*INPUT MATERIAL:*
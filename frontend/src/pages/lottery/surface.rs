use yew::prelude::*;
use web_sys::HtmlAudioElement;
use wasm_bindgen_futures::{spawn_local, JsFuture};
use shared::spin_engine::continue_rotation;
use shared::{PresentationDirective, WheelSurface};

/// [`WheelSurface`] backed by the lottery page's Yew state.
#[derive(Clone)]
pub struct YewSurface {
    pub rotation: UseStateHandle<f64>,
    pub transition_ms: UseStateHandle<u32>,
    pub trigger_enabled: UseStateHandle<bool>,
    pub result: UseStateHandle<Option<PresentationDirective>>,
    pub debt: UseStateHandle<Option<String>>,
    pub modal_open: UseStateHandle<bool>,
    pub content_revealed: UseStateHandle<bool>,
    pub audio_ref: NodeRef,
}

impl WheelSurface for YewSurface {
    fn reset_rotation(&mut self) {
        self.transition_ms.set(0);
        self.rotation.set(0.0);
    }

    fn apply_rotation(&mut self, degrees: f64, duration_ms: u32) {
        // Stack onto the current angle so every spin turns forward.
        let target = continue_rotation(*self.rotation, degrees);
        self.transition_ms.set(duration_ms);
        self.rotation.set(target);
    }

    fn set_trigger_enabled(&mut self, enabled: bool) {
        self.trigger_enabled.set(enabled);
    }

    fn show_result(&mut self, directive: &PresentationDirective) {
        self.result.set(Some(directive.clone()));
    }

    fn hide_result(&mut self) {
        self.result.set(None);
    }

    fn show_debt(&mut self, text: &str) {
        self.debt.set(Some(text.to_string()));
    }

    fn close_modal(&mut self) {
        self.modal_open.set(false);
    }

    fn reveal_content(&mut self) {
        self.content_revealed.set(true);
    }

    fn play_audio(&mut self) {
        let Some(audio) = self.audio_ref.cast::<HtmlAudioElement>() else {
            return;
        };
        match audio.play() {
            Ok(promise) => spawn_local(async move {
                // Autoplay policies may refuse; nothing to recover.
                if let Err(e) = JsFuture::from(promise).await {
                    log::debug!("Audio playback refused: {:?}", e);
                }
            }),
            Err(e) => log::debug!("Audio playback failed: {:?}", e),
        }
    }

    fn show_summary(&mut self, text: &str) {
        gloo::dialogs::alert(text);
    }
}
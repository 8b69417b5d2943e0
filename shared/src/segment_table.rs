use serde::{Serialize, Deserialize};
use thiserror::Error;

/// Angles are degrees measured clockwise from the top of the wheel.
pub const FULL_TURN: f64 = 360.0;

/// What landing on a segment means for the player
#[derive(Debug, Serialize, Deserialize, Clone, Copy, PartialEq, Eq, Hash)]
#[serde(rename_all = "lowercase")]
pub enum Outcome {
    Lose,
    Retry,
    Win,
}

/// A contiguous zone of the wheel, `[start, end)` in degrees
#[derive(Debug, Serialize, Deserialize, Clone, PartialEq)]
pub struct Segment {
    pub label: String,
    pub start: f64,
    pub end: f64,
    #[serde(rename = "type")]
    pub outcome: Outcome,
}

impl Segment {
    pub fn new(label: impl Into<String>, start: f64, end: f64, outcome: Outcome) -> Self {
        Self {
            label: label.into(),
            start,
            end,
            outcome,
        }
    }

    pub fn span(&self) -> f64 {
        self.end - self.start
    }

    /// Center of the zone. Used as the landing angle so the pointer never rests on a border.
    pub fn midpoint(&self) -> f64 {
        (self.start + self.end) / 2.0
    }

    pub fn contains(&self, angle: f64) -> bool {
        angle >= self.start && angle < self.end
    }
}

#[derive(Debug, Error, Clone, PartialEq)]
pub enum SegmentTableError {
    #[error("segment table is empty")]
    Empty,
    #[error("segment {index} has non-finite bounds")]
    NonFinite { index: usize },
    #[error("segment {index} is empty or inverted ({start} >= {end})")]
    EmptySpan { index: usize, start: f64, end: f64 },
    #[error("first segment starts at {0}, expected 0")]
    BadStart(f64),
    #[error("segment {index} starts at {start} but the previous one ends at {previous_end}")]
    Discontinuity { index: usize, start: f64, previous_end: f64 },
    #[error("last segment ends at {0}, expected 360")]
    BadEnd(f64),
    #[error("expected exactly one winning segment, found {0}")]
    WinCount(usize),
}

/// Ordered, immutable partition of `[0, 360)` into prize segments.
///
/// The partition is checked once when the table is built, so lookups never
/// have to guess what a gap or overlap was supposed to mean.
#[derive(Debug, Clone, PartialEq)]
pub struct SegmentTable {
    segments: Vec<Segment>,
    win_index: usize,
}

impl SegmentTable {
    pub fn new(segments: Vec<Segment>) -> Result<Self, SegmentTableError> {
        let first = segments.first().ok_or(SegmentTableError::Empty)?;
        if first.start != 0.0 {
            return Err(SegmentTableError::BadStart(first.start));
        }

        let mut previous_end: Option<f64> = None;
        for (index, seg) in segments.iter().enumerate() {
            if !seg.start.is_finite() || !seg.end.is_finite() {
                return Err(SegmentTableError::NonFinite { index });
            }
            if seg.end <= seg.start {
                return Err(SegmentTableError::EmptySpan { index, start: seg.start, end: seg.end });
            }
            if let Some(previous_end) = previous_end {
                if seg.start != previous_end {
                    return Err(SegmentTableError::Discontinuity { index, start: seg.start, previous_end });
                }
            }
            previous_end = Some(seg.end);
        }

        if let Some(end) = previous_end {
            if end != FULL_TURN {
                return Err(SegmentTableError::BadEnd(end));
            }
        }

        let wins: Vec<usize> = segments.iter()
            .enumerate()
            .filter(|(_, seg)| seg.outcome == Outcome::Win)
            .map(|(i, _)| i)
            .collect();
        if wins.len() != 1 {
            return Err(SegmentTableError::WinCount(wins.len()));
        }

        Ok(Self {
            segments,
            win_index: wins[0],
        })
    }

    /// The eight-zone wheel shipped with the page: one narrow red grand prize at 270-290.
    pub fn standard() -> Self {
        let segments = vec![
            Segment::new("Thanks for playing", 0.0, 55.0, Outcome::Lose),
            Segment::new("Better luck next time", 55.0, 110.0, Outcome::Lose),
            Segment::new("Thanks for stopping by", 110.0, 165.0, Outcome::Lose),
            Segment::new("Almost", 165.0, 220.0, Outcome::Lose),
            Segment::new("Spin again", 220.0, 270.0, Outcome::Retry),
            Segment::new("Grand prize", 270.0, 290.0, Outcome::Win),
            Segment::new("Thanks for stopping by", 290.0, 330.0, Outcome::Lose),
            Segment::new("So close", 330.0, 360.0, Outcome::Lose),
        ];
        Self {
            segments,
            win_index: 5,
        }
    }

    pub fn segments(&self) -> &[Segment] {
        &self.segments
    }

    pub fn len(&self) -> usize {
        self.segments.len()
    }

    pub fn is_empty(&self) -> bool {
        self.segments.is_empty()
    }

    pub fn first(&self) -> &Segment {
        &self.segments[0]
    }

    pub fn win_segment(&self) -> &Segment {
        &self.segments[self.win_index]
    }

    pub fn total_span(&self) -> f64 {
        self.segments.iter().map(Segment::span).sum()
    }

    /// Scan for the segment under `angle` without any fallback.
    pub fn try_segment_containing(&self, angle: f64) -> Option<&Segment> {
        let a = normalize_angle(angle);
        self.segments.iter().find(|seg| seg.contains(a))
    }

    /// Segment under `angle`, after wrapping it into `[0, 360)`.
    ///
    /// Falls back to the first segment when nothing matches, which only a
    /// non-finite angle can cause once the table has been validated.
    pub fn segment_containing(&self, angle: f64) -> &Segment {
        self.try_segment_containing(angle).unwrap_or_else(|| {
            log::error!("No segment contains angle {}, falling back to the first segment", angle);
            self.first()
        })
    }
}

impl Default for SegmentTable {
    fn default() -> Self {
        Self::standard()
    }
}

pub fn normalize_angle(angle: f64) -> f64 {
    ((angle % FULL_TURN) + FULL_TURN) % FULL_TURN
}
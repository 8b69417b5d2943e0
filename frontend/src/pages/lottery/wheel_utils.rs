use yew::prelude::*;
use shared::{PresentationDirective, Tone};
use crate::styles;

// Result display component
#[derive(Properties, PartialEq)]
pub struct ResultDisplayProps {
    pub directive: Option<PresentationDirective>,
    pub on_claim: Callback<MouseEvent>,
}

#[function_component(ResultDisplay)]
pub fn result_display(props: &ResultDisplayProps) -> Html {
    let Some(directive) = &props.directive else {
        return html! {};
    };

    let (gradient_classes, animation_class) = match directive.tone {
        Tone::Celebrate => ("from-red-500 to-orange-500 border-red-300", "animate-bounce"),
        Tone::Encourage => ("from-amber-400 to-yellow-500 border-amber-300", "animate-pulse"),
        Tone::Console => ("from-gray-400 to-gray-600 border-gray-300", ""),
    };

    html! {
        <div class="mt-6 mb-2 flex flex-col items-center justify-center gap-4">
            <div class={classes!(
                "flex",
                "items-center",
                "justify-center",
                "px-6",
                "py-4",
                "rounded-xl",
                "bg-gradient-to-r",
                "text-white",
                "font-bold",
                "text-xl",
                "shadow-lg",
                "border-2",
                "transition-all",
                "duration-500",
                animation_class,
                gradient_classes
            )}>
                <span>{&directive.message}</span>
            </div>
            if directive.show_claim {
                <button onclick={props.on_claim.clone()} class={styles::BUTTON_CLAIM}>
                    {"Claim prize"}
                </button>
            }
        </div>
    }
}

// Spin button component
#[derive(Properties, PartialEq)]
pub struct SpinButtonProps {
    pub enabled: bool,
    pub onclick: Callback<MouseEvent>,
}

#[function_component(SpinButton)]
pub fn spin_button(props: &SpinButtonProps) -> Html {
    let is_disabled = !props.enabled;
    let button_text = if is_disabled { "Spinning..." } else { "Spin the wheel" };

    let button_class = if is_disabled {
        "bg-gradient-to-r from-gray-400 to-gray-500 opacity-75 cursor-not-allowed text-white"
    } else {
        "bg-gradient-to-r from-yellow-400 to-orange-500 hover:from-yellow-500 hover:to-orange-600 text-white shadow-lg hover:shadow-xl transform hover:-translate-y-0.5 active:translate-y-0 animate-pulse-subtle"
    };

    let spin_icon_class = if is_disabled {
        "inline-block mr-2 animate-spin"
    } else {
        "hidden"
    };

    html! {
        <div class={classes!("relative", "overflow-hidden", "rounded-full", "w-full", button_class)}>
            <button
                onclick={props.onclick.clone()}
                disabled={is_disabled}
                class="relative w-full px-8 py-4 font-bold text-lg transition-all duration-300 border-2 border-transparent hover:border-white focus:outline-none focus:ring-4 focus:ring-yellow-300 focus:ring-opacity-50 bg-transparent"
            >
                <div class="flex items-center justify-center relative z-10">
                    <svg class={spin_icon_class} xmlns="http://www.w3.org/2000/svg" width="20" height="20" viewBox="0 0 24 24" fill="none" stroke="currentColor" stroke-width="2">
                        <circle cx="12" cy="12" r="10" />
                        <path d="M12 6v6l4 2" />
                    </svg>
                    <span>{button_text}</span>
                </div>
            </button>
        </div>
    }
}

#[derive(Properties, PartialEq)]
pub struct DebtBadgeProps {
    pub text: Option<String>,
}

#[function_component(DebtBadge)]
pub fn debt_badge(props: &DebtBadgeProps) -> Html {
    match &props.text {
        Some(text) => html! {
            <div class="mt-4 text-center">
                <span class="text-sm font-medium text-pink-700 dark:text-pink-300 bg-pink-50 dark:bg-pink-900/30 px-4 py-2 rounded-full">
                    {text}
                </span>
            </div>
        },
        None => html! {},
    }
}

*EXERCISE DIRECTIONS:*
Your answer should be the lines from the one containing "pub struct DebtBadgeProps" through the end of the records, both included, output exactly and with nothing added.

*RESULT OF THIS EXERCISE:*
pub struct DebtBadgeProps {
    pub text: Option<String>,
}

#[function_component(DebtBadge)]
pub fn debt_badge(props: &DebtBadgeProps) -> Html {
    match &props.text {
        Some(text) => html! {
            <div class="mt-4 text-center">
                <span class="text-sm font-medium text-pink-700 dark:text-pink-300 bg-pink-50 dark:bg-pink-900/30 px-4 py-2 rounded-full">
                    {text}
                </span>
            </div>
        },
        None => html! {},
    }
}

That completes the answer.